After brief stints with a small-town light plant in Alabama and a street railway in Memphis, he worked for the General Electric Company in Schenectady, New York, where he advanced to supervisor of turbine installations.
In 1906 he began an eleven-year career with G. E. 's subsidiary, the Electric Bond and Share Company, which operated utilities in various parts of the nation. Eight of those years were spent in Birmingham, three in New Orleans; in the latter city he was vice-president and general manager of the local electric railway and light company.
In 1917 Sloan was transferred to New York City, where the most interesting part of his career unfolded. Consolidated Gas Company, which controlled electric power distribution in the city through four subsidiaries, was notoriously inefficient, in part because it was ridden with politics. In his first two years with the system Sloan was assistant to the president of the New York Edison Company (one of the Consolidated Gas subsidiaries) and hence powerless to effect reform. But in 1919 he became president of Brooklyn Edison and launched a modernization program.
In 1928 the several companies in and around New York were combined (they were later reorganized as Consolidated Edison), and Sloan became president and operating head of the various constituent organizations. For four years he made a valiant effort to do for the entire system what he had done in Brooklyn, but the obstacles were enormous. For one thing, the system was a technological mess.
Sloan was able to make considerable headway against the technical problems; but then other problems arose. Most important, at first, was the Great Depression. Labor problems compounded the economic problems, but the final blow was political. Sloan had made many political enemies by insisting upon rationality and efficiency instead of the "spoils system" that had earlier characterized the utilities' management, and late in 1931 his political enemies overcame him. His relations with Tammany Hall was very strained. That made his situation hopeless, and early in 1932 the directors demanded his resignation.
The rest of Sloan's career was anticlimactic, though distinguished: from 1934 until 1945 he served as president and chairman of the board of the Missouri-Kansas-Texas Railroad and about a dozen related lines. Sloan was active in many civic and business groups, such as the Brooklyn Academy of Music (vice-president), Long Island University (trustee and treasurer), the National Electric Light Association (president, 1930), and the United States Chamber of Commerce (a director).
He died in New York City in 1945 and was buried in Auburn, Alabama.
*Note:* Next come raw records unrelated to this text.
//! Blocking synchronization primitives built on [`QueuedSynchronizer`].
//!
//! # Primitives
//!
//! - [`ReentrantMutex`]: exclusive, reentrant, optionally fair, with conditions
//! - [`ReadWriteLock`]: reentrant readers-writer lock mixing both modes in one queue
//! - [`Semaphore`]: counting semaphore over shared-mode acquisition
//! - [`CountDownLatch`]: one-shot gate released by counting down to zero
//!
//! Every blocking call has an interruptible and a timed variant; see
//! [`Waiter::interrupt`](crate::Waiter::interrupt).
//!
//! [`QueuedSynchronizer`]: crate::queue::QueuedSynchronizer

mod latch;
mod mutex;
mod rwlock;
mod semaphore;

pub use latch::CountDownLatch;
pub use mutex::{LockSync, MutexCondition, ReentrantMutex, ReentrantMutexGuard};
pub use rwlock::{ReadGuard, ReadWriteLock, RwSync, WriteCondition, WriteGuard};
pub use semaphore::{PermitSync, Semaphore, SemaphorePermit};
#[cfg(test)]
mod tests {
    use super::*;
    use crate::test_utils::init_test_logging;
    use std::sync::{Barrier, mpsc};
    use std::thread;
    use std::time::Instant;

    fn init_test(test_name: &str) {
        init_test_logging();
        crate::test_phase!(test_name);
    }

    fn wait_until_queued(lock: &ReadWriteLock, count: usize) {
        let start = Instant::now();
        while lock.queue_length() < count {
            assert!(
                start.elapsed() < Duration::from_secs(10),
                "timed out waiting for {count} queued threads"
            );
            thread::yield_now();
        }
    }

    #[test]
    fn readers_share_and_exclude_writers() {
        init_test("readers_share_and_exclude_writers");
        let lock = ReadWriteLock::new();
        let _read = lock.read().expect("read");

        let l = lock.clone();
        let (other_read, other_write) = thread::spawn(move || {
            let read = l.try_lock_read().expect("try read");
            let count = l.read_lock_count();
            if read {
                l.unlock_read().expect("unlock read");
            }
            let write = l.try_lock_write().expect("try write");
            (read && count == 2, write)
        })
        .join()
        .expect("join");

        crate::assert_with_log!(other_read, "second reader shares", true, other_read);
        crate::assert_with_log!(!other_write, "writer excluded", false, other_write);
        assert_eq!(lock.read_lock_count(), 1);
        assert_eq!(lock.read_hold_count(), 1);
        crate::test_complete!("readers_share_and_exclude_writers");
    }

    #[test]
    fn write_lock_is_reentrant_and_downgrades() {
        init_test("write_lock_is_reentrant_and_downgrades");
        let lock = ReadWriteLock::new();
        lock.lock_write().expect("write");
        lock.lock_write().expect("rewrite");
        lock.lock_read().expect("read under write");
        assert_eq!(lock.write_hold_count(), 2);
        assert_eq!(lock.read_hold_count(), 1);
        assert_eq!(lock.to_string(), "ReadWriteLock[Write locks = 2, Read locks = 1]");

        lock.unlock_write().expect("unlock");
        lock.unlock_write().expect("unlock");
        assert!(!lock.is_write_locked());
        assert!(lock.owner().is_none());

        let l = lock.clone();
        let (read, write) = thread::spawn(move || {
            let read = l.try_lock_read().expect("try read");
            if read {
                l.unlock_read().expect("unlock read");
            }
            (read, l.try_lock_write().expect("try write"))
        })
        .join()
        .expect("join");
        assert!(read, "downgraded lock admits readers");
        assert!(!write, "downgraded lock still excludes writers");

        lock.unlock_read().expect("unlock read");
        assert_eq!(lock.to_string(), "ReadWriteLock[Write locks = 0, Read locks = 0]");
        crate::test_complete!("write_lock_is_reentrant_and_downgrades");
    }

    #[test]
    fn upgrade_is_rejected() {
        init_test("upgrade_is_rejected");
        let lock = ReadWriteLock::fair();
        lock.lock_read().expect("read");
        let err = lock.lock_write().expect_err("upgrade");
        crate::assert_with_log!(
            err.is_illegal_monitor_state(),
            "upgrade refused",
            "IllegalMonitorState",
            err
        );
        assert!(lock.try_lock_write().is_err());
        assert_eq!(lock.read_hold_count(), 1);
        assert!(!lock.has_queued_threads());
        lock.unlock_read().expect("unlock");
        crate::test_complete!("upgrade_is_rejected");
    }

    #[test]
    fn unlock_without_hold_is_illegal() {
        init_test("unlock_without_hold_is_illegal");
        let lock = ReadWriteLock::new();
        assert!(lock.unlock_read().expect_err("no read").is_illegal_monitor_state());
        assert!(lock.unlock_write().expect_err("no write").is_illegal_monitor_state());

        lock.lock_read().expect("read");
        let l = lock.clone();
        let err = thread::spawn(move || l.unlock_read())
            .join()
            .expect("join")
            .expect_err("read hold belongs to another thread");
        assert!(err.is_illegal_monitor_state());
        assert_eq!(lock.read_lock_count(), 1);
        lock.unlock_read().expect("unlock");
        crate::test_complete!("unlock_without_hold_is_illegal");
    }

    #[test]
    fn released_writer_admits_reader_run_then_next_writer() {
        init_test("released_writer_admits_reader_run_then_next_writer");
        let lock = ReadWriteLock::fair();
        lock.lock_write().expect("write");
        let log = Arc::new(ParkingMutex::new(Vec::new()));
        let together = Arc::new(Barrier::new(2));

        let mut handles = Vec::new();
        for (i, name) in ["r1", "r2", "w1", "r3"].into_iter().enumerate() {
            let (l, log, together) = (lock.clone(), Arc::clone(&log), Arc::clone(&together));
            handles.push(thread::spawn(move || {
                if name.starts_with('w') {
                    let _guard = l.write().expect("write");
                    log.lock().push(name);
                } else {
                    let _guard = l.read().expect("read");
                    log.lock().push(name);
                    if name != "r3" {
                        // Both leading readers must be inside at once.
                        together.wait();
                    }
                }
            }));
            wait_until_queued(&lock, i + 1);
        }
        assert_eq!(lock.queued_writer_threads().len(), 1);
        assert_eq!(lock.queued_reader_threads().len(), 3);

        lock.unlock_write().expect("unlock");
        for handle in handles {
            handle.join().expect("join");
        }
        let log = log.lock().clone();
        let leading: Vec<_> = log[..2].to_vec();
        assert!(leading.contains(&"r1") && leading.contains(&"r2"), "{log:?}");
        assert_eq!(&log[2..], ["w1", "r3"], "writer blocks the trailing reader");
        assert!(!lock.has_queued_threads());
        crate::test_complete!("released_writer_admits_reader_run_then_next_writer");
    }

    #[test]
    fn nonfair_readers_queue_behind_first_writer() {
        init_test("nonfair_readers_queue_behind_first_writer");
        let lock = ReadWriteLock::new();
        lock.lock_read().expect("read");

        let l = lock.clone();
        let writer = thread::spawn(move || {
            l.lock_write().expect("write");
            l.unlock_write().expect("unlock");
        });
        wait_until_queued(&lock, 1);
        assert!(lock.sync.first_queued_is_exclusive());

        let l = lock.clone();
        let (timed, barged) = thread::spawn(move || {
            let timed = l.try_lock_read_for(Duration::from_millis(20)).expect("timed");
            let barged = l.try_lock_read().expect("barge");
            if barged {
                l.unlock_read().expect("unlock");
            }
            (timed, barged)
        })
        .join()
        .expect("join");
        crate::assert_with_log!(!timed, "new reader waits for writer", false, timed);
        crate::assert_with_log!(barged, "try_lock_read barges", true, barged);

        // A thread already holding read holds may re-enter past the writer.
        lock.lock_read().expect("reentrant read");
        assert_eq!(lock.read_hold_count(), 2);
        lock.unlock_read().expect("unlock");
        lock.unlock_read().expect("unlock");
        writer.join().expect("join");
        assert!(!lock.is_write_locked());
        crate::test_complete!("nonfair_readers_queue_behind_first_writer");
    }

    #[test]
    fn interrupted_reader_leaves_queue() {
        init_test("interrupted_reader_leaves_queue");
        let lock = ReadWriteLock::new();
        lock.lock_write().expect("write");
        let (tx, rx) = mpsc::channel();
        let l = lock.clone();
        let handle = thread::spawn(move || {
            tx.send(Waiter::current()).expect("send");
            l.lock_read_interruptibly()
        });
        let waiter = rx.recv().expect("recv");
        wait_until_queued(&lock, 1);
        assert!(lock.has_queued_thread(&waiter));
        waiter.interrupt();
        assert_eq!(handle.join().expect("join"), Err(SyncError::Interrupted));
        assert!(!lock.has_queued_threads());
        assert_eq!(lock.read_lock_count(), 0);
        lock.unlock_write().expect("unlock");
        crate::test_complete!("interrupted_reader_leaves_queue");
    }

    #[test]
    fn write_condition_restores_write_holds() {
        init_test("write_condition_restores_write_holds");
        let lock = ReadWriteLock::new();
        let cond = Arc::new(lock.new_condition());

        lock.lock_read().expect("read");
        assert!(cond.wait().expect_err("read hold only").is_illegal_monitor_state());
        lock.unlock_read().expect("unlock");

        lock.lock_write().expect("write");
        lock.lock_write().expect("rewrite");
        let (l, c) = (lock.clone(), Arc::clone(&cond));
        let signaller = thread::spawn(move || {
            let _guard = l.write().expect("write");
            c.signal().expect("signal");
        });
        cond.wait().expect("wait");
        let holds = lock.write_hold_count();
        crate::assert_with_log!(holds == 2, "write holds restored", 2u32, holds);
        signaller.join().expect("join");
        lock.unlock_write().expect("unlock");
        lock.unlock_write().expect("unlock");
        crate::test_complete!("write_condition_restores_write_holds");
    }
}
Serving as president of Brooklyn Edison, Matthew Scott Sloan launched a modernization program in New York City, based upon the pattern being set by such utility pioneers as Samuel Insull in Chicago and Alex Dow in Detroit. He installed huge generating plants, adopted uniform 60-cycle alternating current, simplified and rationalized its operations, repeatedly cut its rates and expanded its service.
Despite his education he lacked technical skill, but he had a keen eye for talent and was an excellent administrator.
He married Lottie Everard Lane on February 23, 1911, and had a daughter, Liddie Lane (Mrs. Andrew M. McBurney, Jr. ).